Contrario a las Escrituras, la historia muestra que el gobierno (ya sea político o religioso) nunca revelará la verdad completa al pueblo. Según ellos, necesitan proteger al pueblo de la verdad porque la sociedad sería lastimada o confundida si saben la verdad. Lo que no saben es que el gobierno es quien confunde al pueblo. El pueblo por instinto, muchas veces descubren la verdad. La enseñanza correcta se reconoce con facilidad. Cuando se está en búsqueda de la verdad, algo en nuestro interior despierta y sentimos que lo que estamos escuchando es lo correcto. Cuando a la gente se le da la verdad, toma decisiones correctas.
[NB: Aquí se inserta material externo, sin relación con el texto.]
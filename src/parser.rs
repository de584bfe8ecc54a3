//! SSE 增量解析器：输入任意切分的 bytes chunk，按 SSE 规则产出事件与指令。
//!
//! 三阶段流水线:
//! - bytes chunk（网络分片） -> line（按 \n/\r/\r\n 切） -> block（按 field/value 组装，空行结束）
//!
//! 对任意字节切分（拆行、拆 \r\n、拆 UTF-8 码点）的输入，
//! 产出与一次性喂入完全一致。

use crate::event::SseEvent;
use std::time::Duration;

/// 解析器按行序产出的条目：事件本体，或影响重连行为的指令
#[derive(Debug, Clone, PartialEq, Eq)]
pub enum ParserItem {
    /// 一条完整事件（空行结束且 block 内出现过 `data:` 行）
    Event(SseEvent),
    /// `retry:` 指令：服务端指定的重连间隔
    Retry(Duration),
    /// `id:` 指令：粘性 Last-Event-ID 更新（即使该 block 最终不产出事件）
    LastEventId(String),
}

/// 当前 block 内累积的字段
#[derive(Debug, Default)]
struct PendingEvent {
    id: Option<String>,
    event: Option<String>,
    data: String,
    /// block 内是否出现过 `data:` 行（哪怕值为空）
    has_data: bool,
}

/// SSE 增量解析器
///
/// 未完成的尾行跨 chunk 缓冲在内部；每次连接尝试都应使用全新的解析器，
/// 掉线时缓冲中的半行随之丢弃，不完整事件永远不会被交付。
pub struct SseParser {
    buffer: Vec<u8>,
    position: usize,
    discard_trailing_newline: bool, // 处理 \r\n 跨 chunk
    cur: PendingEvent,
}

impl Default for SseParser {
    fn default() -> Self {
        Self::new()
    }
}

impl SseParser {
    pub fn new() -> Self {
        Self {
            buffer: Vec::new(),
            position: 0,
            discard_trailing_newline: false,
            cur: PendingEvent::default(),
        }
    }

    /// 喂入一个 bytes chunk，返回本次解析产生的所有条目（按行序）。
    pub fn push(&mut self, chunk: &[u8]) -> Vec<ParserItem> {
        self.buffer.extend_from_slice(chunk);

        let mut out = Vec::new();
        let mut line_start = 0usize;

        while self.position < self.buffer.len() {
            // 如果上一轮遇到 \r，下一字节若为 \n 则吞掉（单个终止符，不是两个空行）
            if self.discard_trailing_newline {
                if self.buffer[self.position] == b'\n' {
                    self.position += 1;
                    line_start = self.position;
                }
                self.discard_trailing_newline = false;
            }

            // 向前寻找行尾（\r 或 \n）
            let mut line_end: Option<usize> = None;
            while self.position < self.buffer.len() && line_end.is_none() {
                match self.buffer[self.position] {
                    b'\r' => {
                        self.discard_trailing_newline = true;
                        line_end = Some(self.position);
                        self.position += 1;
                    }
                    b'\n' => {
                        line_end = Some(self.position);
                        self.position += 1;
                    }
                    _ => self.position += 1,
                }
            }

            let Some(end) = line_end else {
                // 到了 buffer 末尾但没找到行尾：等待下一个 chunk
                break;
            };

            let line = self.buffer[line_start..end].to_vec();
            self.on_line(&line, &mut out);

            line_start = self.position; // 下一行从当前位置开始
        }

        // 丢弃已处理的前缀，保留未完成的尾部
        if line_start > 0 {
            self.buffer.drain(0..line_start);
            self.position = self.position.saturating_sub(line_start);
        }

        out
    }

    fn on_line(&mut self, line: &[u8], out: &mut Vec<ParserItem>) {
        if line.is_empty() {
            // 空行：结束一个 block。只有出现过 data 行才产出事件；
            // 未决字段一律清空（粘性 Last-Event-ID 由上层维护，不受影响）。
            let pending = std::mem::take(&mut self.cur);
            if pending.has_data {
                out.push(ParserItem::Event(SseEvent {
                    id: pending.id,
                    event: pending.event.unwrap_or_else(|| String::from("message")),
                    data: pending.data,
                }));
            }
            return;
        }

        // comment 行：以 ':' 开头，完全忽略
        if line[0] == b':' {
            return;
        }

        // 找到第一个 ':' 作为 field/value 分隔符；
        // 没有 ':' 的行按「字段名 + 空值」处理（SSE 解析刻意宽容）
        let colon_idx = line.iter().position(|&b| b == b':');
        let (field, value) = match colon_idx {
            Some(idx) => {
                // value 可能是 ":<value>" 或 ": <value>"（只剥一个前导空格）
                let mut value_start = idx + 1;
                if value_start < line.len() && line[value_start] == b' ' {
                    value_start += 1;
                }
                (&line[..idx], &line[value_start..])
            }
            None => (line, &[][..]),
        };

        match field {
            b"data" => {
                let v = decode_utf8_lossy(value);
                if self.cur.has_data {
                    self.cur.data.push('\n');
                }
                self.cur.data.push_str(&v);
                self.cur.has_data = true;
            }
            b"event" => {
                self.cur.event = Some(decode_utf8_lossy(value));
            }
            b"id" => {
                // 含 NUL 的 id 无效，整行忽略（已有的 id 不会被清除）
                if !value.contains(&0) {
                    let v = decode_utf8_lossy(value);
                    self.cur.id = Some(v.clone());
                    out.push(ParserItem::LastEventId(v));
                }
            }
            b"retry" => {
                // 仅接受纯 ASCII 数字串：不允许空白、正负号、小数点
                if !value.is_empty() && value.iter().all(u8::is_ascii_digit) {
                    let v = decode_utf8_lossy(value);
                    if let Ok(ms) = v.parse::<u64>() {
                        out.push(ParserItem::Retry(Duration::from_millis(ms)));
                    }
                }
            }
            _ => {
                // 未知字段忽略
            }
        }
    }
}

fn decode_utf8_lossy(bytes: &[u8]) -> String {
    String::from_utf8_lossy(bytes).to_string()
}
Otro método para descubrir la verdad: pregúntese usted mismo ¿qué enseñanzas a través de la historia han tenido más derramamiento de sangre en el intento por destruirlas o anularlas? No han sido las enseñanzas de Plato, Francis Beacon, Darwin o Karl Marx. Ha sido la enseñanza de la Torah, que desató cruzadas por toda Europa. La enseñanza de de los primeros seguidores del Mesías Yahushua. Todos los apóstoles a excepción de Juan tuvieron muertes horrorosas. Ha sido el trabajo de hombres valientes y perseguidos, que tradujeron las Escrituras a varios idiomas. Los falsos maestros siempre serán los primeros en quejarse sobre la intolerancia. Las enseñanzas falsas solo pueden sobrevivir escondidas en las sombras donde no sean escrudiñadas. La inseguridad y paranoia de aquellos que quieren aniquilar la verdad, siempre se manifestará cuando gritan contra cualquier escrutinio. Siempre tratan de salir del apuro con expresiones como: “Debemos estar unidos” “hagamos las diferencias a un lado”. Pero ellos mismos son los que luego nos llamarán: Fanáticos, extremistas, radicales. La verdad solo la encuentras en YHVH y en Su Torah. Allí encontrarás pautas para llevar una vida sana y recta, sin temores, seguros. Nunca olvidemos que: “El que habla verdad declara justicia” – Proverbios 12:17.